Sept. 11 ceremony in Memorial Park offers solemn honor

As the night sky fell on Memorial Park last Wednesday, Mineola residents and officials paused to remember the lives (including three from Mineola) that were lost in the Sept. 11, 2001 attacks. 

 

Mayor Scott Strauss, a former NYPD EMS worker and 9/11 first responder, led the ceremony.

 

Strauss was one of the many who rushed into Manhattan after the attacks, searching the rubble for survivors.
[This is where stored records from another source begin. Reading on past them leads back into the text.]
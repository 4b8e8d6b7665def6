//! Dorset LID665 v4.2 RFID reader backend.
//!
//! A dedicated reader thread pulls bytes from the transport, runs them
//! through the [`FrameParser`], and feeds each decoded tag into the shared
//! state machine.
//!
//! ```text
//!  reader thread
//!  ─────────────
//!  loop until stop flag:
//!    read(transport) ── Err ──▶ process(error) ; clear run flag ; exit
//!      │ bytes
//!      ▼
//!    FrameParser::feed ── Err ──▶ warn, keep going
//!      │ TagRead
//!      ▼
//!    process(animal id) ; last_tag = now
//!    last_tag older than presence timeout ──▶ process(none) once
//! ```

use std::sync::Arc;
use std::sync::atomic::{AtomicBool, Ordering};
use std::thread::{self, JoinHandle};
use std::time::{Duration, Instant};

use log::{debug, error, info, warn};
use parking_lot::Mutex;

use super::{DetectionResult, Detector, DetectorCore};
use crate::error::{Error, Result, TransportError};
use crate::rfid::codec::FrameParser;
use crate::rfid::transport::Transport;

/// How long `quit` waits for the reader thread before detaching it.
pub const JOIN_TIMEOUT: Duration = Duration::from_secs(1);

const READ_CHUNK: usize = 64;

/// Opens a fresh transport each time detection starts.
pub type TransportOpener =
    Box<dyn Fn() -> core::result::Result<Box<dyn Transport>, TransportError> + Send + Sync>;

struct Reader {
    stop: Arc<AtomicBool>,
    handle: JoinHandle<()>,
}

pub struct DorsetDetector {
    core: Arc<DetectorCore>,
    open: TransportOpener,
    presence_timeout: Option<Duration>,
    reader: Mutex<Option<Reader>>,
}

impl DorsetDetector {
    /// `presence_timeout`: report the animal as gone once no tag has been
    /// read for this long.  `None` relies on the reader reporting absence.
    pub fn new(
        open: TransportOpener,
        presence_timeout: Option<Duration>,
        return_window: Duration,
    ) -> Self {
        Self {
            core: Arc::new(DetectorCore::new(return_window)),
            open,
            presence_timeout,
            reader: Mutex::new(None),
        }
    }
}

impl Detector for DorsetDetector {
    fn core(&self) -> &DetectorCore {
        &self.core
    }

    fn start_detection(&self) -> Result<()> {
        // A reader that exited on a transport failure is still parked here.
        if let Some(stale) = self.reader.lock().take() {
            join_reader(stale);
        }
        let transport = (self.open)().map_err(Error::Transport)?;
        let stop = Arc::new(AtomicBool::new(false));
        let core = Arc::clone(&self.core);
        let presence_timeout = self.presence_timeout;
        let thread_stop = Arc::clone(&stop);

        let handle = thread::Builder::new()
            .name("rfid-reader".into())
            .spawn(move || read_loop(&core, transport, &thread_stop, presence_timeout))
            .map_err(|e| {
                error!("RFID: cannot spawn reader thread: {e}");
                Error::Init("cannot spawn RFID reader thread")
            })?;

        *self.reader.lock() = Some(Reader { stop, handle });
        info!("RFID: reader thread started");
        Ok(())
    }

    fn stop_detection(&self) {
        if let Some(reader) = self.reader.lock().take() {
            join_reader(reader);
        }
    }
}

/// Signal the reader to stop and wait up to [`JOIN_TIMEOUT`] for it.
fn join_reader(reader: Reader) {
    reader.stop.store(true, Ordering::Release);

    let deadline = Instant::now() + JOIN_TIMEOUT;
    while !reader.handle.is_finished() && Instant::now() < deadline {
        thread::sleep(Duration::from_millis(10));
    }
    if !reader.handle.is_finished() {
        warn!("RFID: reader thread did not stop within {JOIN_TIMEOUT:?}, detaching");
        return;
    }
    if reader.handle.join().is_err() {
        error!("RFID: reader thread panicked");
    } else {
        info!("RFID: reader thread stopped");
    }
}

fn read_loop(
    core: &DetectorCore,
    mut transport: Box<dyn Transport>,
    stop: &AtomicBool,
    presence_timeout: Option<Duration>,
) {
    let mut parser = FrameParser::new();
    let mut buf = [0u8; READ_CHUNK];
    let mut last_tag: Option<Instant> = None;

    while !stop.load(Ordering::Acquire) {
        let n = match transport.read(&mut buf) {
            Ok(n) => n,
            Err(e) => {
                error!("RFID: transport failed: {e}; reader exiting");
                core.process_detection(&DetectionResult::error());
                if !stop.load(Ordering::Acquire) {
                    core.set_running(false);
                }
                return;
            }
        };

        for &byte in &buf[..n] {
            match parser.feed(byte) {
                Ok(Some(read)) => {
                    debug!("RFID: tag {} (unit {})", read.animal_id, read.frame.unit);
                    last_tag = Some(Instant::now());
                    core.process_detection(&DetectionResult::animal(read.animal_id));
                }
                Ok(None) => {}
                Err(e) => warn!("RFID: frame discarded: {e}"),
            }
        }

        if let (Some(timeout), Some(at)) = (presence_timeout, last_tag) {
            if at.elapsed() >= timeout {
                debug!("RFID: no tag for {timeout:?}, reporting absence");
                last_tag = None;
                core.process_detection(&DetectionResult::none());
            }
        }
    }
}
//! Manually-driven detector for bench runs and tests.
//!
//! Holds a "current" detection result that operator triggers replace.
//! Each trigger feeds the new result straight through the state machine;
//! `start` replays whatever result is current (a present `mock_001` by
//! default).

use std::time::Duration;

use log::info;
use parking_lot::Mutex;

use super::{DetectionResult, Detector, DetectorCore};
use crate::error::Result;

pub const MOCK_PRIMARY: &str = "mock_001";
pub const MOCK_SECONDARY: &str = "mock_002";

pub struct MockDetector {
    core: DetectorCore,
    current: Mutex<DetectionResult>,
}

impl MockDetector {
    pub fn new(return_window: Duration) -> Self {
        Self {
            core: DetectorCore::new(return_window),
            current: Mutex::new(DetectionResult::animal(MOCK_PRIMARY)),
        }
    }

    /// Animal `id` is now at the station.
    pub fn enter(&self, id: &str) {
        self.trigger(DetectionResult::animal(id));
    }

    /// Nobody at the station.
    pub fn leave(&self) {
        self.trigger(DetectionResult::none());
    }

    /// Swap between the two mock animals.  From an empty or errored
    /// station this brings in `mock_001`.
    pub fn change(&self) {
        let next = {
            let current = self.current.lock();
            match current.animal_id.as_deref() {
                Some(MOCK_PRIMARY) => MOCK_SECONDARY,
                _ => MOCK_PRIMARY,
            }
        };
        self.enter(next);
    }

    /// Simulate a sensor fault.
    pub fn error(&self) {
        self.trigger(DetectionResult::error());
    }

    pub fn current_result(&self) -> DetectionResult {
        self.current.lock().clone()
    }

    fn trigger(&self, result: DetectionResult) {
        info!("MOCK: trigger {result:?}");
        *self.current.lock() = result.clone();
        self.process_detection(result);
    }
}

impl Detector for MockDetector {
    fn core(&self) -> &DetectorCore {
        &self.core
    }

    fn start_detection(&self) -> Result<()> {
        let result = self.current_result();
        self.core.process_detection(&result);
        Ok(())
    }

    fn stop_detection(&self) {}

    fn manual(&self) -> Option<&MockDetector> {
        Some(self)
    }
}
He was instrumental in saving the lives of Port Authority police officers Will Jimeno and John McLoughlin.

 

Strauss praised all those who volunteered in the face of danger. “We had regular everyday people in that rescue helping people out,” he said. “Office workers, coworkers were working hand-in-hand to help.”

 

Attendees paused to remember Christopher Dunne, 28, John Spataro, 32 and Mitchel Wallace, 34; three Mineola residents who perished on that fateful Tuesday 12 years ago. 

 

“The families of those lost have shown us how to be strong, how to press on in the face of indescribable pain and grief,” Strauss said. “All of them have shown us the strength of the human spirit.” 

 

Dunne and Spataro both worked for insurance firm Marsh & McLennan, while Wallace worked as a court officer of the State Supreme Court.

 

“We pray for those who perished, the victims of hatred,” said Father Tomaz Gomide of Corpus Christi Church. “We pray for the heroes who gave their lives rescuing or trying to rescue the innocent victims of that terrible tragedy.”

 

Nassau County Clerk Maureen O’Connell, a former nurse who was serving as a New York State Assemblywoman at the time of the attacks, commended first responders for “performing their sacred duty of protecting us, only to perish in burning and crumbling buildings.”

 

“We gather in solemn remembrance,” she said. “This is a day when all Americans from every walk of life are united in our resolve for justice and peace.”

 

Nassau County Executive Edward Mangano reminded the crowd that many suffer today from conditions stemming from working in the toxic atmosphere at Ground Zero after the attacks. 

 

“The countless first responders...who ran in to help, the many responders who suffer illnesses contracted on that day,” he said, “remember them, honor them and provide support to their friends and families.”

 

Brother Thomas Cleary of Chaminade High School hoped the plague of violence would inspire a cure. “So many in our world have lost loved ones to terrorism and more,” he said. “May their plight fill us with a longing for peace.”